Sauf que depuis, beaucoup d’eau a coulé sous les ponts, et Guy Philippe, avec déjà 56 ans au compteur, semble avoir du mal à s’imposer à nouveau. Durant son absence, les gangs se sont renforcés, laissant les politiciens sur la touche. De plus, avec son passé judiciaire, il est peu probable que Guy Philippe puisse prétendre à une quelconque fonction officielle, même si le principal intéressé se plaît à rappeler que plusieurs figures politiques telles que Mandela, Lula ou Chavez, ont réussi à accéder au pouvoir après être passées par la case prison.

Lanmo Sanjou, le bad boy de Port-au-Prince

Son statut de mauvais garçon n’est pas usurpé, surtout que Joseph Wilson, alias Lanmo Sanjou, est à la tête d’un des gangs les plus féroces de la capitale, les 400 Mawozo. Avec de tels noms, le décor est d’office planté.

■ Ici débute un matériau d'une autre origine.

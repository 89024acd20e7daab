//! Time-stretching and pitch shifting via signalsmith-stretch
//!
//! The transport gathers a rate-scaled number of source frames per render
//! buffer and runs them through this wrapper, so playback rate changes tempo
//! without touching pitch, and pitch shift transposes without touching tempo.
//! The two controls are fully independent.
//!
//! Uses zero-copy format conversion - StereoBuffer is reinterpreted as
//! interleaved f32 without any per-frame copying.

use signalsmith_stretch::Stretch;

use crate::types::{StereoBuffer, SAMPLE_RATE};

/// Number of channels (stereo)
const CHANNELS: u32 = 2;

/// Playback rate limits.
pub const MIN_RATE: f64 = 0.5;
pub const MAX_RATE: f64 = 2.0;

/// Pitch shift limits in semitones (one octave each way).
pub const MAX_PITCH_SEMITONES: f64 = 12.0;

/// Pitch-preserving rate changer for the playback path.
///
/// Rate is expressed as source frames consumed per output frame: 2.0 plays
/// twice as fast, 0.5 at half speed. The stretcher itself is ratio-free; the
/// caller sizes the input buffer per output buffer and the size difference is
/// the stretch.
pub struct TimeStretcher {
    stretcher: Stretch,
    rate: f64,
    pitch_semitones: f64,
}

impl TimeStretcher {
    pub fn new_with_sample_rate(sample_rate: u32) -> Self {
        Self {
            stretcher: Stretch::preset_default(CHANNELS, sample_rate),
            rate: 1.0,
            pitch_semitones: 0.0,
        }
    }

    pub fn new() -> Self {
        Self::new_with_sample_rate(SAMPLE_RATE)
    }

    /// Set the playback rate, clamped to 0.5-2.0.
    pub fn set_rate(&mut self, rate: f64) {
        self.rate = rate.clamp(MIN_RATE, MAX_RATE);
    }

    pub fn rate(&self) -> f64 {
        self.rate
    }

    /// Source frames needed to fill `output_frames` at the current rate.
    pub fn input_frames_for(&self, output_frames: usize) -> usize {
        (output_frames as f64 * self.rate).round() as usize
    }

    /// Set pitch shift in semitones (positive = up), clamped to one octave
    /// each way. Independent of the playback rate.
    pub fn set_pitch_semitones(&mut self, semitones: f64) {
        self.pitch_semitones = semitones.clamp(-MAX_PITCH_SEMITONES, MAX_PITCH_SEMITONES);
        // None = no tonality limit
        self.stretcher
            .set_transpose_factor_semitones(self.pitch_semitones as f32, None);
    }

    pub fn pitch_semitones(&self) -> f64 {
        self.pitch_semitones
    }

    pub fn input_latency(&self) -> usize {
        self.stretcher.input_latency()
    }

    pub fn output_latency(&self) -> usize {
        self.stretcher.output_latency()
    }

    pub fn total_latency(&self) -> usize {
        self.input_latency() + self.output_latency()
    }

    /// Reset internal windowing state. Called on load and seek so no audio
    /// from the previous position bleeds across.
    pub fn reset(&mut self) {
        self.stretcher.reset();
    }

    /// Stretch a variable-size input into a fixed-size output.
    ///
    /// The effective ratio is `input.len() / output.len()`; the transport
    /// sizes the input with [`input_frames_for`](Self::input_frames_for).
    pub fn process(&mut self, input: &StereoBuffer, output: &mut StereoBuffer) {
        if input.is_empty() {
            output.fill_silence();
            return;
        }

        let input_len = input.len();
        let output_len = output.len();

        // Zero-copy: #[repr(C)] StereoSample slices reinterpret as interleaved f32
        let input_interleaved = input.as_interleaved();
        let output_interleaved = output.as_interleaved_mut();

        output_interleaved[..output_len * 2].fill(0.0);

        self.stretcher.process(
            &input_interleaved[..input_len * 2],
            &mut output_interleaved[..output_len * 2],
        );
    }

    /// Flush the stretcher's tail into `output` at end of track.
    pub fn flush(&mut self, output: &mut StereoBuffer) {
        let output_len = output.len();
        let output_interleaved = output.as_interleaved_mut();

        output_interleaved[..output_len * 2].fill(0.0);
        self.stretcher.flush(&mut output_interleaved[..output_len * 2]);
    }
}

impl Default for TimeStretcher {
    fn default() -> Self {
        Self::new()
    }
}
impl PlayerController {
    pub fn new(
        commands: rtrb::Producer<EngineCommand>,
        transport: Arc<TransportAtomics>,
        input: Arc<InputAtomics>,
        store: Arc<dyn SettingsStore>,
        catalog: Box<dyn DeviceCatalog>,
        capture: Box<dyn CaptureBackend>,
    ) -> Self {
        let (events_tx, events_rx) = unbounded();
        let eq = EqProfile::new(Arc::clone(&store));

        let mut controller = Self {
            commands,
            transport,
            input,
            store,
            catalog,
            capture,
            events_tx,
            events_rx,
            loaded_path: None,
            duration_seconds: 0.0,
            master_volume: 1.0,
            rate: 1.0,
            pitch_semitones: 0.0,
            loop_region: None,
            eq,
            capture_stream: None,
            level_history: VecDeque::with_capacity(METER_WINDOW),
        };
        controller.sync_input_chain();
        controller
    }

    /// Receiver for state snapshots; clones share the same stream.
    pub fn events(&self) -> Receiver<PlayerSnapshot> {
        self.events_rx.clone()
    }

    fn send(&mut self, command: EngineCommand) {
        if self.commands.push(command).is_err() {
            log::warn!("engine command queue full, dropping command");
        }
    }

    /// Push the persisted input-chain settings to the engine so the DSP
    /// matches the stored state from the first buffer.
    fn sync_input_chain(&mut self) {
        let gain = self.input_gain_db();
        let volume = self.input_volume();
        let reverb = self.input_reverb();
        self.send(EngineCommand::InputSetGainDb(gain));
        self.send(EngineCommand::InputSetVolume(volume));
        self.send(EngineCommand::InputSetReverb(reverb));
        for band in 0..BAND_COUNT {
            let gain_db = self.eq.band(band);
            self.send(EngineCommand::InputSetEqBand { band, gain_db });
        }
    }

    // --- Transport ---

    /// Decode and load a track, paused at `start_time_seconds`.
    ///
    /// An unreadable file unloads the transport and surfaces the error; the
    /// engine itself never crashes on bad input.
    pub fn load_track(
        &mut self,
        path: &Path,
        volume: f32,
        start_time_seconds: f64,
    ) -> CoreResult<()> {
        let source = match SampleSource::open(path) {
            Ok(s) => s,
            Err(e) => {
                log::warn!("failed to load {:?}: {e}", path);
                self.stop();
                return Err(e);
            }
        };

        self.duration_seconds = source.duration_seconds();
        self.loaded_path = Some(path.to_path_buf());
        self.loop_region = None;

        let start_frame = (start_time_seconds.max(0.0) * SAMPLE_RATE as f64) as u64;
        let request = LoadRequest {
            source,
            start_frame,
            volume: volume.clamp(0.0, 1.0),
            master_volume: self.master_volume,
            rate: self.rate,
            pitch_semitones: self.pitch_semitones,
        };
        self.send(EngineCommand::LoadTrack(Box::new(request)));
        self.emit();
        Ok(())
    }

    /// Whether `path` is the currently loaded track.
    pub fn is_track_loaded(&self, path: &Path) -> bool {
        self.loaded_path.as_deref() == Some(path)
    }

    /// Stop playback, release the loaded track, and return to the empty
    /// state.
    pub fn stop(&mut self) {
        self.loaded_path = None;
        self.duration_seconds = 0.0;
        self.loop_region = None;
        self.send(EngineCommand::Unload);
        self.emit();
    }

    pub fn play(&mut self) {
        self.send(EngineCommand::Play);
        self.emit();
    }

    pub fn pause(&mut self) {
        self.send(EngineCommand::Pause);
        self.emit();
    }

    /// Seek to an absolute position in seconds, clamped to the track.
    pub fn seek(&mut self, seconds: f64) {
        let seconds = seconds.clamp(0.0, self.duration_seconds);
        let frame = (seconds * SAMPLE_RATE as f64) as u64;
        self.send(EngineCommand::Seek { frame });
        self.emit();
    }

    /// Set the loop region in seconds. Rejects empty/inverted regions.
    pub fn set_loop(&mut self, start_seconds: f64, end_seconds: f64) {
        if !(end_seconds > start_seconds && start_seconds >= 0.0) {
            log::warn!("rejecting loop region {start_seconds}..{end_seconds}");
            return;
        }
        let end_seconds = if self.duration_seconds > 0.0 {
            end_seconds.min(self.duration_seconds)
        } else {
            end_seconds
        };
        self.loop_region = Some(LoopRegion {
            start_seconds,
            end_seconds,
        });
    }

    pub fn clear_loop(&mut self) {
        self.loop_region = None;
    }

    pub fn set_track_volume(&mut self, volume: f32) {
        self.send(EngineCommand::SetTrackVolume(volume.clamp(0.0, 1.0)));
    }

    /// Master volume applies immediately to the loaded session.
    pub fn set_master_volume(&mut self, volume: f32) {
        self.master_volume = volume.clamp(0.0, 1.0);
        let v = self.master_volume;
        self.send(EngineCommand::SetMasterVolume(v));
    }

    pub fn set_rate(&mut self, rate: f64) {
        self.rate = rate.clamp(crate::timestretch::MIN_RATE, crate::timestretch::MAX_RATE);
        let r = self.rate;
        self.send(EngineCommand::SetRate(r));
    }

    pub fn set_pitch_semitones(&mut self, semitones: f64) {
        let limit = crate::timestretch::MAX_PITCH_SEMITONES;
        self.pitch_semitones = semitones.clamp(-limit, limit);
        let p = self.pitch_semitones;
        self.send(EngineCommand::SetPitch(p));
    }

    pub fn position_seconds(&self) -> f64 {
        self.transport.position_seconds()
    }

    pub fn is_playing(&self) -> bool {
        self.transport.is_playing()
    }

    pub fn duration_seconds(&self) -> f64 {
        self.duration_seconds
    }

    pub fn snapshot(&self) -> PlayerSnapshot {
        PlayerSnapshot {
            position_seconds: self.position_seconds(),
            is_playing: self.is_playing(),
            duration_seconds: self.duration_seconds,
        }
    }

    fn emit(&self) {
        let _ = self.events_tx.send(self.snapshot());
    }

    /// 100 ms tick: enforce the loop region and emit a snapshot.
    ///
    /// The loop boundary error is bounded by one poll interval.
    pub fn poll_tick(&mut self) {
        if let Some(region) = self.loop_region {
            if self.transport.is_playing()
                && self.transport.position_seconds() >= region.end_seconds
            {
                self.seek(region.start_seconds);
                return; // seek already emitted
            }
        }
        self.emit();
    }

    // --- Live input ---

    /// Current capture device list, re-queried from the catalog.
    pub fn input_devices(&self) -> Vec<InputDeviceDescriptor> {
        self.catalog.input_devices()
    }

    pub fn is_input_enabled(&self) -> bool {
        self.capture_stream.is_some()
    }

    /// Open the capture stream on the selected device and channel.
    ///
    /// Fails with [`CoreError::EngineUnavailable`] when no capture device is
    /// present; the controller stays disabled. The enabled flag is never
    /// persisted.
    pub fn enable_input(&mut self) -> CoreResult<()> {
        if self.capture_stream.is_some() {
            return Ok(());
        }

        let devices = self.catalog.input_devices();
        if devices.is_empty() {
            return Err(CoreError::EngineUnavailable("no capture devices".into()));
        }

        let stored_id = self.store.get_string(keys::INPUT_DEVICE, "");
        let device = match devices.iter().find(|d| d.id == stored_id) {
            Some(d) => d.clone(),
            None => devices[0].clone(),
        };

        let mut channel = self.store.get_i64(keys::INPUT_CHANNEL, 0).max(0) as u16;
        if channel >= device.channels {
            // Selection from a previous device; fall back to the first channel
            channel = 0;
            self.store.set_i64(keys::INPUT_CHANNEL, 0);
        }

        let (producer, consumer) = rtrb::RingBuffer::new(CAPTURE_RING_CAPACITY);
        let stream = match self.capture.open(&device, channel, producer) {
            Ok(s) => s,
            Err(e) => {
                log::warn!("failed to enable input on {}: {e}", device.id);
                return Err(e);
            }
        };

        self.store.set_string(keys::INPUT_DEVICE, &device.id);
        self.capture_stream = Some(stream);
        self.send(EngineCommand::InputAttach {
            ring: Box::new(consumer),
            mono_source: true,
        });
        log::info!("live input enabled on {} channel {channel}", device.id);
        Ok(())
    }

    /// Stop capture. Safe to call when already disabled.
    pub fn disable_input(&mut self) {
        if self.capture_stream.take().is_none() {
            return;
        }
        self.send(EngineCommand::InputDetach);
        self.level_history.clear();
        log::info!("live input disabled");
    }

    /// Select the capture device; re-applies the stream when enabled.
    pub fn set_input_device(&mut self, device_id: &str) {
        self.store.set_string(keys::INPUT_DEVICE, device_id);
        if self.is_input_enabled() {
            self.disable_input();
            if let Err(e) = self.enable_input() {
                log::warn!("could not re-enable input after device change: {e}");
            }
        }
    }

    /// Select the capture channel; re-applies the stream when enabled.
    pub fn set_input_channel(&mut self, channel: u16) {
        self.store.set_i64(keys::INPUT_CHANNEL, channel as i64);
        if self.is_input_enabled() {
            self.disable_input();
            if let Err(e) = self.enable_input() {
                log::warn!("could not re-enable input after channel change: {e}");
            }
        }
    }

    pub fn input_gain_db(&self) -> f32 {
        self.store
            .get_f32(keys::INPUT_GAIN, DEFAULT_GAIN_DB)
            .clamp(MIN_GAIN_DB, MAX_GAIN_DB)
    }

    pub fn set_input_gain_db(&mut self, db: f32) {
        let db = db.clamp(MIN_GAIN_DB, MAX_GAIN_DB);
        self.store.set_f32(keys::INPUT_GAIN, db);
        self.send(EngineCommand::InputSetGainDb(db));
    }

    pub fn input_volume(&self) -> f32 {
        self.store
            .get_f32(keys::INPUT_VOLUME, DEFAULT_VOLUME)
            .clamp(0.0, 1.0)
    }

    pub fn set_input_volume(&mut self, volume: f32) {
        let volume = volume.clamp(0.0, 1.0);
        self.store.set_f32(keys::INPUT_VOLUME, volume);
        self.send(EngineCommand::InputSetVolume(volume));
    }

    pub fn input_reverb(&self) -> f32 {
        self.store.get_f32(keys::INPUT_REVERB, 0.0).clamp(0.0, 1.0)
    }

    pub fn set_input_reverb(&mut self, amount: f32) {
        let amount = amount.clamp(0.0, 1.0);
        self.store.set_f32(keys::INPUT_REVERB, amount);
        self.send(EngineCommand::InputSetReverb(amount));
    }

    /// Set one EQ band; the profile clamps and persists, the clamped value
    /// goes to the engine.
    pub fn set_eq_band(&mut self, band: usize, gain_db: f32) {
        self.eq.set_band(band, gain_db);
        let gain_db = self.eq.band(band);
        self.send(EngineCommand::InputSetEqBand { band, gain_db });
    }

    pub fn apply_eq_preset(&mut self, name: &str) {
        self.eq.apply_preset(name);
        for band in 0..BAND_COUNT {
            let gain_db = self.eq.band(band);
            self.send(EngineCommand::InputSetEqBand { band, gain_db });
        }
    }

    pub fn eq(&self) -> &EqProfile {
        &self.eq
    }

    /// Smoothed input level: moving average over the last
    /// [`METER_WINDOW`] meter ticks.
    pub fn input_level(&self) -> f32 {
        if self.level_history.is_empty() {
            return 0.0;
        }
        self.level_history.iter().sum::<f32>() / self.level_history.len() as f32
    }

    /// 50 ms tick: fold the engine's instantaneous RMS into the average.
    pub fn meter_tick(&mut self) {
        if !self.is_input_enabled() {
            return;
        }
        if self.level_history.len() == METER_WINDOW {
            self.level_history.pop_front();
        }
        self.level_history.push_back(self.input.level());
    }

    // --- Panel flags (UI passthrough) ---

    pub fn panel_visible(&self) -> bool {
        self.store.get_bool(keys::PANEL_VISIBLE, false)
    }

    pub fn set_panel_visible(&mut self, visible: bool) {
        self.store.set_bool(keys::PANEL_VISIBLE, visible);
    }

    pub fn panel_expanded(&self) -> bool {
        self.store.get_bool(keys::PANEL_EXPANDED, false)
    }

    pub fn set_panel_expanded(&mut self, expanded: bool) {
        self.store.set_bool(keys::PANEL_EXPANDED, expanded);
    }
}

Lanmo Sanjou et ses hommes sont réputés pour leurs méthodes expéditives. Basés à Ganthier, les 400 Mawozo ont fait du kidnapping leur cœur de métier. Leur meilleur coup reste d’ailleurs l’enlèvement et la séquestration de 17 missionnaires étrangers (16 américains et 1 canadien) pendant 61 jours. Parmi les personnes enlevées se trouvait une enfant âgée d’à peine 8 mois. C’est donc sans surprise que le FBI a mis sa tête à prix pour 1 million de dollars.

Le fugitif semble pourtant avoir un point faible. Souffrant de problèmes de reins, les enquêteurs américains pensent qu’il doit souvent se rendre en République dominicaine pour se faire soigner. Nul doute que les agents d’investigation sont sur sa piste et attendent la moindre occasion pour lui mettre la main dessus.